There are no immediate consequences for temple construction, but over time there’s a chance that your great work will be desecrated by heathens, and the gods don’t like that. For every month that the cleric goes out adventuring (even if they are only gone for a week or two out of that month), there’s a 5% chance that one of their constructions is desecrated in some way. The cleric gains 1d6 to their permanent deity disapproval range until they spend the d6 result x 100 gp re-sanctifying and repairing.
Magical Research: Not to be confused with learning new spells, this is the sort of miscellaneous weird and dangerous magical research that results in tiger/giant centipede hybrid creature that destroys three blocks before being taken out. Wizards and elves earn 1 xp for every 100 gp thus spent, to a limit of 5 xp at a time.

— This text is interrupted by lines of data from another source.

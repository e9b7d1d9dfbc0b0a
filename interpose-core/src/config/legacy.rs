// Copyright 2025 Sushanth (https://github.com/sushanthpy)
//
// This program is free software: you can redistribute it and/or modify
// it under the terms of the GNU Affero General Public License as published by
// the Free Software Foundation, either version 3 of the License, or
// (at your option) any later version.
//
// This program is distributed in the hope that it will be useful,
// but WITHOUT ANY WARRANTY; without even the implied warranty of
// MERCHANTABILITY or FITNESS FOR A PARTICULAR PURPOSE. See the
// GNU Affero General Public License for more details.
//
// You should have received a copy of the GNU Affero General Public License
// along with this program. If not, see <https://www.gnu.org/licenses/>.

//! Reduced, backward-compatible configuration shape.
//!
//! ```json
//! {
//!     "get": {"log": true, "debugger": false},
//!     "delete": {"log": true}
//! }
//! ```
//!
//! Each kind carries a log toggle, a debugger flag and one result modifier
//! (`onModResult`). The shape converts into a [`Configuration`], so the
//! engine runs it through the same pipeline as the rich profile. For `set`,
//! `deleteProperty` and `defineProperty` the modifier is a pre-attempt veto,
//! exactly as in the rich profile.

use super::{Configuration, ResultModifier, Toggle};
use crate::context::OperationContext;
use crate::error::{ConfigError, HookError};
use crate::operation::{OperationKind, Outcome};
use serde::Deserialize;
use std::collections::HashMap;
use std::fmt;
use std::sync::Arc;

/// One kind's entry in the reduced shape.
#[derive(Clone, Default, Deserialize)]
#[serde(rename_all = "camelCase")]
pub struct LegacyProfile {
    #[serde(default)]
    pub log: bool,

    #[serde(default)]
    pub debugger: bool,

    /// Not serializable; attach with [`LegacyProfile::on_mod_result`].
    #[serde(skip)]
    pub on_mod_result: Option<ResultModifier>,
}

impl LegacyProfile {
    pub fn new() -> Self {
        Self::default()
    }

    pub fn log(mut self, log: bool) -> Self {
        self.log = log;
        self
    }

    pub fn debugger(mut self, debugger: bool) -> Self {
        self.debugger = debugger;
        self
    }

    pub fn on_mod_result<F>(mut self, modifier: F) -> Self
    where
        F: Fn(Outcome, &OperationContext) -> Result<Outcome, HookError> + Send + Sync + 'static,
    {
        self.on_mod_result = Some(Arc::new(modifier));
        self
    }
}

impl fmt::Debug for LegacyProfile {
    fn fmt(&self, f: &mut fmt::Formatter<'_>) -> fmt::Result {
        f.debug_struct("LegacyProfile")
            .field("log", &self.log)
            .field("debugger", &self.debugger)
            .field("on_mod_result", &self.on_mod_result.is_some())
            .finish()
    }
}

/// Reduced configuration: one [`LegacyProfile`] per kind.
#[derive(Debug, Clone, Default)]
pub struct LegacyConfiguration {
    pub profiles: HashMap<OperationKind, LegacyProfile>,
}

impl LegacyConfiguration {
    pub fn new() -> Self {
        Self::default()
    }

    pub fn profile(mut self, kind: OperationKind, profile: LegacyProfile) -> Self {
        self.profiles.insert(kind, profile);
        self
    }

    /// Parses the boolean part of the shape. Keys may be canonical kind
    /// names or the short aliases (`delete`, `define`, `call`, ...); naming
    /// the same kind under two keys is an error.
    pub fn from_json(json: &str) -> Result<Self, ConfigError> {
        let raw: HashMap<String, LegacyProfile> = serde_json::from_str(json)?;
        let mut profiles = HashMap::with_capacity(raw.len());
        for (name, profile) in raw {
            let kind = name.parse::<OperationKind>()?;
            if profiles.insert(kind, profile).is_some() {
                return Err(ConfigError::DuplicateKind(kind.to_string()));
            }
        }
        Ok(Self { profiles })
    }

    /// Attaches a result modifier to `kind`, creating its entry if needed.
    pub fn with_mod_result<F>(mut self, kind: OperationKind, modifier: F) -> Self
    where
        F: Fn(Outcome, &OperationContext) -> Result<Outcome, HookError> + Send + Sync + 'static,
    {
        self.profiles.entry(kind).or_default().on_mod_result = Some(Arc::new(modifier));
        self
    }
}

impl From<LegacyConfiguration> for Configuration {
    fn from(legacy: LegacyConfiguration) -> Self {
        let mut config = Configuration::default();
        for (kind, profile) in legacy.profiles {
            let target = config.profile_mut(kind);
            target.log = Some(Toggle::from(profile.log));
            target.debug = Some(Toggle::from(profile.debugger));
            target.modify_result = profile.on_mod_result;
        }
        config
    }
}

#[cfg(test)]
mod tests {
    use super::*;

    #[test]
    fn test_parse_legacy_json() {
        let json = r#"{
            "get": {"log": true, "debugger": false},
            "delete": {"log": false, "debugger": true},
            "call": {}
        }"#;

        let legacy = LegacyConfiguration::from_json(json).unwrap();
        assert_eq!(legacy.profiles.len(), 3);
        assert!(legacy.profiles[&OperationKind::Get].log);
        assert!(legacy.profiles[&OperationKind::DeleteProperty].debugger);
        assert!(!legacy.profiles[&OperationKind::Apply].log);
    }

    #[test]
    fn test_unknown_legacy_kind() {
        assert!(matches!(
            LegacyConfiguration::from_json(r#"{"fly": {"log": true}}"#),
            Err(ConfigError::UnknownKind(_))
        ));
    }

    #[test]
    fn test_alias_and_canonical_name_conflict() {
        let json = r#"{"delete": {"log": true}, "deleteProperty": {}}"#;
        assert!(matches!(
            LegacyConfiguration::from_json(json),
            Err(ConfigError::DuplicateKind(kind)) if kind == "deleteProperty"
        ));
    }

    #[test]
    fn test_converts_to_configuration() {
        let legacy = LegacyConfiguration::from_json(r#"{"set": {"log": true}}"#)
            .unwrap()
            .with_mod_result(OperationKind::Set, |outcome, _| Ok(outcome));

        let config = Configuration::from(legacy);
        let profile = config.profile(OperationKind::Set).unwrap();
        assert!(matches!(profile.log, Some(Toggle::On)));
        assert!(matches!(profile.debug, Some(Toggle::Off)));
        assert!(profile.modify_result.is_some());
        assert!(config.on_before.is_none());
    }
}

When engaging in such research, the caster must make a spell check against DC 15 or suffer consequences. I’m still working on the table for that, but it will combine some things from Brandon’s list with the Corruption tables in DCC rulebook and a couple other sources.
Carousing: All characters can carouse for xp, but some know how to have a good time better than others. You must have at least 100 gp of wealth to try carousing for xp. Roll 1d5; you gain the result in XP and spend the result x 100 gp. If the cost of carousing is more than you possess in coins, gems, and luxury items, you are now indebted to someone who expects to be paid back the difference plus 1d6 x 10% interest. If you then roll a “lose all your stuff” consequence, double the debt. Thieves, warriors, dwarves, and halflings may choose to double the XP earned and gold spent, provided they have at least enough wealth to cover the initial result’s cost. Any additional cost incurs debt as normal (so if a warrior or thief rolls a 4 and has 400 gp, they can take the 4 xp or choose to earn 8 xp and have 400 gp debt with 10-60% interest).
In addition, after each carousing die is rolled, you must roll d100 on the consequences table; subtract your permanent Luck modifier x 10% from the d100 roll.